**EXERCISE DESCRIPTION**
How many of the lines below include the word "move"? Only the number should be given.

**Dataset entries**
────────────────────────────────────────

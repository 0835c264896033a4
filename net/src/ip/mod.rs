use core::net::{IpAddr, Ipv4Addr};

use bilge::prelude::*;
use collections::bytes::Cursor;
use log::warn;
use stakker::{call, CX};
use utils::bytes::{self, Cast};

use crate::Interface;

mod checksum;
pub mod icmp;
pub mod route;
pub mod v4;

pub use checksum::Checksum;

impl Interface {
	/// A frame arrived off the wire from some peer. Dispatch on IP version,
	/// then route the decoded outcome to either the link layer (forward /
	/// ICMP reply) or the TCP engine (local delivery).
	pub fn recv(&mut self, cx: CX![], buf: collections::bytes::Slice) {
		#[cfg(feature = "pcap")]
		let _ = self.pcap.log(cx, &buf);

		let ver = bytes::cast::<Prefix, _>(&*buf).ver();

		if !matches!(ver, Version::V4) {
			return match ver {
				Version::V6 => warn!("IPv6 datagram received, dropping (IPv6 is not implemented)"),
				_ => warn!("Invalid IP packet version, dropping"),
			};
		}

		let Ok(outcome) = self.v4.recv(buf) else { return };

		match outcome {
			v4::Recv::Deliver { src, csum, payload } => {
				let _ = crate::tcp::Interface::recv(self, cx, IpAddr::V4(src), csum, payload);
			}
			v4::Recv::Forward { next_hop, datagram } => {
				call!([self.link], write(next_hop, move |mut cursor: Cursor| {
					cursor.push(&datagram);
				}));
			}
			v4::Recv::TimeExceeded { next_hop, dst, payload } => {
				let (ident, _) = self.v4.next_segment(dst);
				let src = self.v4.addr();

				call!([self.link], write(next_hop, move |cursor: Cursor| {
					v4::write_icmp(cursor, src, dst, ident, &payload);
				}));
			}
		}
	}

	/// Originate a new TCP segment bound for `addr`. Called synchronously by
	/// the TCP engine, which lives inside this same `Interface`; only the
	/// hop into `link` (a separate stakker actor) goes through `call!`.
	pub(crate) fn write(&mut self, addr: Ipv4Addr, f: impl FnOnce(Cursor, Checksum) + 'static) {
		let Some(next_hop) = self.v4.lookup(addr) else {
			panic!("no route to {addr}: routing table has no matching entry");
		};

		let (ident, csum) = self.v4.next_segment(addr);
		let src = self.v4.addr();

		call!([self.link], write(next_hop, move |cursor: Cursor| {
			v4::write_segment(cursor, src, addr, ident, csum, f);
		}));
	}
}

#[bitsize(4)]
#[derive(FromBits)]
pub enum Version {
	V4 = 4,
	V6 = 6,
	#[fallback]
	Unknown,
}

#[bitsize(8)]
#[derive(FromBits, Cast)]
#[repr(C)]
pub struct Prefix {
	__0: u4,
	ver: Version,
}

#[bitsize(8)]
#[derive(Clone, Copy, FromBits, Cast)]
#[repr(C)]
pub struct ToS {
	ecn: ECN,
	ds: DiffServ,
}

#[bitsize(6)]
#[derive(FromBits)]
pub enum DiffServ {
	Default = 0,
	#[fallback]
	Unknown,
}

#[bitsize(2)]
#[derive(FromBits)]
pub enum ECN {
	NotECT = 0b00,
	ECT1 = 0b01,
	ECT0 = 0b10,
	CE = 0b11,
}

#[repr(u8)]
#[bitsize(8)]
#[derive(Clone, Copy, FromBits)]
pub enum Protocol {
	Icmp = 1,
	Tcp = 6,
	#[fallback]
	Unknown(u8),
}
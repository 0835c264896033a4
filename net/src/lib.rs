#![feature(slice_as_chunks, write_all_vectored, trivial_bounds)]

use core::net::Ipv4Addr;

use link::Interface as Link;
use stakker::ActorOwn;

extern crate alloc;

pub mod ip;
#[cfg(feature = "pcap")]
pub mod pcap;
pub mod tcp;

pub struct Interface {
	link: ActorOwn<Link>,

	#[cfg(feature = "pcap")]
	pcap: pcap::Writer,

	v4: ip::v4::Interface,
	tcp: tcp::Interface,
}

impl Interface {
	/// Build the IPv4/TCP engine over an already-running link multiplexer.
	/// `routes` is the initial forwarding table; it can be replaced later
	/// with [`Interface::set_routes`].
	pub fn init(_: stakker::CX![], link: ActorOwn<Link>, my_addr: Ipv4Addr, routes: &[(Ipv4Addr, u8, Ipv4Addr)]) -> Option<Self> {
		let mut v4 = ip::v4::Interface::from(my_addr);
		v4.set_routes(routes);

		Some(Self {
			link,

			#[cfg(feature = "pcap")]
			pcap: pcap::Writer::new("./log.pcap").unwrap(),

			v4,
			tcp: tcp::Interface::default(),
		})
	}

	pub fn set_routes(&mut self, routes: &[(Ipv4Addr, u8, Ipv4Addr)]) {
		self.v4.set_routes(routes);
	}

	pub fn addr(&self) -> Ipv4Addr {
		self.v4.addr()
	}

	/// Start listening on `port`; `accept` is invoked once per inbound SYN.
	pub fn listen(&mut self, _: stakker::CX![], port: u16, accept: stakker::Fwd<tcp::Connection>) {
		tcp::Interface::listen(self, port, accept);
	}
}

────────────────────────────────────────

**SOLUTION FOR THIS TASK**
3